Летучий марсианский корабль (страница 6)

Страница 6

Нимфа задвигала локотками, фигура её наклонилась вперёд, язычок спрятался, ноги едва ступали. Под мелодию «Златокудрой вульвы» козлоногий догнал беглянку и, грубо обхватив её спереди, прижался к ней своими литыми бёдрами.

Музыка оборвалась. В наступившей вдруг тишине тяжело, глухо и одиноко ударил взрыв. Автобус качнуло; разноцветные блёстки пыли наполнили пространство внутри беглым карнавальным кружением.

Мороморо смеялся.

– Как он её! Вот это я понимаю!

Музыка заиграла снова. Лицо нимфы горело страстью. Пан, сияя благодушной улыбкой, повторил свой сокрушительный залп. Снова – тихо, и за тишиной – взрыв.

– Два. – Мороморо загибал пальцы; когда загнутых стало шесть, по числу прозвучавших взрывов, он встал, захлопнул шкатулку, выплюнул изо рта жвачку и сказал, довольно потирая ладони: – Теперь можно и выступать. Вроде как всё удачно. Пропустим по пахитоске, пока моя орава не набежала?

– Что это было?

– Было. И сплыло. Рыбки, которых напустили бесполые. Мы их — трах! – и взорвали. С помощью этой вот весёлой игрушки. – Наверное, он читал по лицу, потому что сказал с ухмылкой: – За кашалота своего не тревожься, с ним ничего не сделается. Он же умный, чуток подремлет на глубине, пока сверху не рассосалось.
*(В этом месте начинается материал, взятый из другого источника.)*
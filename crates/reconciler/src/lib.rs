//! Deposit-claim reconciliation engine.
//!
//! Drives one cross-chain transfer from origin-chain submission to a
//! confirmed destination-chain claim: wait for the deposit to mine, wait
//! for the indexer to mark it ready, watch for the assistance service's
//! auto-claim for a bounded window, otherwise fetch a Merkle proof and
//! claim manually, then confirm whichever claim transaction results.
//!
//! The engine is a library: it never terminates the process, every wait is
//! bounded and cancellable, and failures come back as typed errors carrying
//! the failing phase and the last observed deposit record.

pub mod config;
pub mod engine;
pub mod errors;
pub mod state;

pub use config::ReconcileConfig;
pub use engine::Reconciler;
pub use errors::{ReconcileError, ReconcileErrorKind};
pub use state::ReconcilePhase;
На, курни… – Та же тонкая пахитоса крапчатая, тот же душный запах ибога, тот же блеск в запавших глазах.

– Нет. – Я покачал головой. – Виски́ ломит, пойду глотну воздуха.

– Подыши, – сказал Мороморо. – Ну и помочись на дорожку. Как там говорят на передовой? Поесть, поспать и отлить – самые важные для бойца задачи, пока его ещё не убили. Для нас, мёртвых, это правило и подавно важно. Иди, отлей, подыши. Помогает от головной боли. Только не уходи далеко. Мало ли что…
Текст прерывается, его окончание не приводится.